Pediatric ependymoma has a propensity of developing late and multiple relapses over many years. About 50% of patients will experience relapses and eventually succumb to their disease. Our study is aimed to understand the mechanism of resistance and drivers associated with pediatric ependymoma relapse. We developed 10 sets of patient-derived orthotopic xenograft (PDOX) models of recurrent pediatric ependymoma from both RELA and PFA tumors. Time from primary tumor to last recurrence ranges from 2.75 – 13 years. Number of recurrences per patient ranges from 1 – 7 times.

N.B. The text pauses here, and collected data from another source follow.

//! Initial database migration.
//!
//! Creates the employee accounts, the transaction log, the merch catalog, and
//! the purchase log. Balances carry a `CHECK (balance >= 0)` so storage
//! rejects any write that would overdraw an account.

use sea_orm_migration::prelude::*;

/// Catalog seeded on first migration: (item, price in coins).
pub const CATALOG: &[(&str, i64)] = &[
    ("t-shirt", 80),
    ("cup", 20),
    ("book", 50),
    ("pen", 10),
    ("powerbank", 200),
    ("hoody", 300),
    ("umbrella", 200),
    ("socks", 10),
    ("wallet", 50),
    ("pink-hoody", 500),
];

#[derive(DeriveMigrationName)]
pub struct Migration;

#[async_trait::async_trait]
impl MigrationTrait for Migration {
    async fn up(&self, manager: &SchemaManager) -> Result<(), DbErr> {
        // ============================================================
        // PART 1: ACCOUNTS
        // ============================================================
        manager
            .create_table(
                Table::create()
                    .table(Employees::Table)
                    .if_not_exists()
                    .col(
                        ColumnDef::new(Employees::Username)
                            .string_len(64)
                            .not_null()
                            .primary_key(),
                    )
                    .col(ColumnDef::new(Employees::PasswordHash).string().not_null())
                    .col(
                        ColumnDef::new(Employees::Balance)
                            .big_integer()
                            .not_null()
                            .check(Expr::col(Employees::Balance).gte(0)),
                    )
                    .col(
                        ColumnDef::new(Employees::CreatedAt)
                            .timestamp_with_time_zone()
                            .not_null(),
                    )
                    .to_owned(),
            )
            .await?;

        // ============================================================
        // PART 2: TRANSACTION LOG
        // ============================================================
        manager
            .create_table(
                Table::create()
                    .table(CoinTransfers::Table)
                    .if_not_exists()
                    .col(
                        ColumnDef::new(CoinTransfers::Id)
                            .uuid()
                            .not_null()
                            .primary_key(),
                    )
                    .col(
                        ColumnDef::new(CoinTransfers::FromUsername)
                            .string_len(64)
                            .not_null(),
                    )
                    .col(
                        ColumnDef::new(CoinTransfers::ToUsername)
                            .string_len(64)
                            .not_null(),
                    )
                    .col(
                        ColumnDef::new(CoinTransfers::Amount)
                            .big_integer()
                            .not_null()
                            .check(Expr::col(CoinTransfers::Amount).gt(0)),
                    )
                    .col(
                        ColumnDef::new(CoinTransfers::CreatedAt)
                            .timestamp_with_time_zone()
                            .not_null(),
                    )
                    .foreign_key(
                        ForeignKey::create()
                            .name("fk_coin_transfers_from_username")
                            .from(CoinTransfers::Table, CoinTransfers::FromUsername)
                            .to(Employees::Table, Employees::Username),
                    )
                    .foreign_key(
                        ForeignKey::create()
                            .name("fk_coin_transfers_to_username")
                            .from(CoinTransfers::Table, CoinTransfers::ToUsername)
                            .to(Employees::Table, Employees::Username),
                    )
                    .to_owned(),
            )
            .await?;

        manager
            .create_index(
                Index::create()
                    .name("idx_coin_transfers_from_username")
                    .table(CoinTransfers::Table)
                    .col(CoinTransfers::FromUsername)
                    .to_owned(),
            )
            .await?;

        manager
            .create_index(
                Index::create()
                    .name("idx_coin_transfers_to_username")
                    .table(CoinTransfers::Table)
                    .col(CoinTransfers::ToUsername)
                    .to_owned(),
            )
            .await?;

        // ============================================================
        // PART 3: CATALOG & PURCHASES
        // ============================================================
        manager
            .create_table(
                Table::create()
                    .table(CatalogItems::Table)
                    .if_not_exists()
                    .col(
                        ColumnDef::new(CatalogItems::Name)
                            .string_len(64)
                            .not_null()
                            .primary_key(),
                    )
                    .col(
                        ColumnDef::new(CatalogItems::Price)
                            .big_integer()
                            .not_null()
                            .check(Expr::col(CatalogItems::Price).gt(0)),
                    )
                    .to_owned(),
            )
            .await?;

        manager
            .create_table(
                Table::create()
                    .table(Purchases::Table)
                    .if_not_exists()
                    .col(ColumnDef::new(Purchases::Id).uuid().not_null().primary_key())
                    .col(ColumnDef::new(Purchases::Username).string_len(64).not_null())
                    .col(ColumnDef::new(Purchases::Item).string_len(64).not_null())
                    .col(
                        ColumnDef::new(Purchases::Price)
                            .big_integer()
                            .not_null()
                            .check(Expr::col(Purchases::Price).gt(0)),
                    )
                    .col(
                        ColumnDef::new(Purchases::CreatedAt)
                            .timestamp_with_time_zone()
                            .not_null(),
                    )
                    .foreign_key(
                        ForeignKey::create()
                            .name("fk_purchases_username")
                            .from(Purchases::Table, Purchases::Username)
                            .to(Employees::Table, Employees::Username),
                    )
                    .foreign_key(
                        ForeignKey::create()
                            .name("fk_purchases_item")
                            .from(Purchases::Table, Purchases::Item)
                            .to(CatalogItems::Table, CatalogItems::Name),
                    )
                    .to_owned(),
            )
            .await?;

        manager
            .create_index(
                Index::create()
                    .name("idx_purchases_username")
                    .table(Purchases::Table)
                    .col(Purchases::Username)
                    .to_owned(),
            )
            .await?;

        // ============================================================
        // PART 4: SEED DATA
        // ============================================================
        let mut seed = Query::insert();
        seed.into_table(CatalogItems::Table)
            .columns([CatalogItems::Name, CatalogItems::Price]);
        for (name, price) in CATALOG {
            seed.values([(*name).into(), (*price).into()])
                .map_err(|e| DbErr::Migration(e.to_string()))?;
        }
        manager.exec_stmt(seed).await?;

        Ok(())
    }

    async fn down(&self, manager: &SchemaManager) -> Result<(), DbErr> {
        manager
            .drop_table(Table::drop().table(Purchases::Table).to_owned())
            .await?;
        manager
            .drop_table(Table::drop().table(CatalogItems::Table).to_owned())
            .await?;
        manager
            .drop_table(Table::drop().table(CoinTransfers::Table).to_owned())
            .await?;
        manager
            .drop_table(Table::drop().table(Employees::Table).to_owned())
            .await?;
        Ok(())
    }
}

#[derive(DeriveIden)]
enum Employees {
    Table,
    Username,
    PasswordHash,
    Balance,
    CreatedAt,
}

#[derive(DeriveIden)]
enum CoinTransfers {
    Table,
    Id,
    FromUsername,
    ToUsername,
    Amount,
    CreatedAt,
}

#[derive(DeriveIden)]
enum CatalogItems {
    Table,
    Name,
    Price,
}

#[derive(DeriveIden)]
enum Purchases {
    Table,
    Id,
    Username,
    Item,
    Price,
    CreatedAt,
}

We performed Reduced Representation Bisulfite Sequencing (RRBS) and Whole Genome Bisulfite Sequencing (WGBS) to map the DNA methylation landscape of total of 30 samples of matched primary and recurrent tumors. Molecular subtypes and DNA methylation profiles were maintained, and RELA/PFA signature genes showed similar expression pattern during serial relapses. RELA- and PFA-specific Differentially Methylated CpGs (DMCs) are identified from primary tumors. During the recurrent process, individual patients displayed consistent changes of DMCs and shared DMCs among patients became convergent. We then identified shared common specific DMCs in recurrent RELA and PFA tumors that emerged as the driver signatures. We found that these recurrent DNA methylation signatures could be identified from primary tumors. Our analysis of the PDOX models showed that they can mostly recapitulate humor tumors’ DNA methylation and we were able to identify shared recurrent specific DMCs associated genes in PDOX models. Our comprehensive data is the first of its kind aimed to investigate the epigenetic mechanisms during pediatric ependymoma recurrence.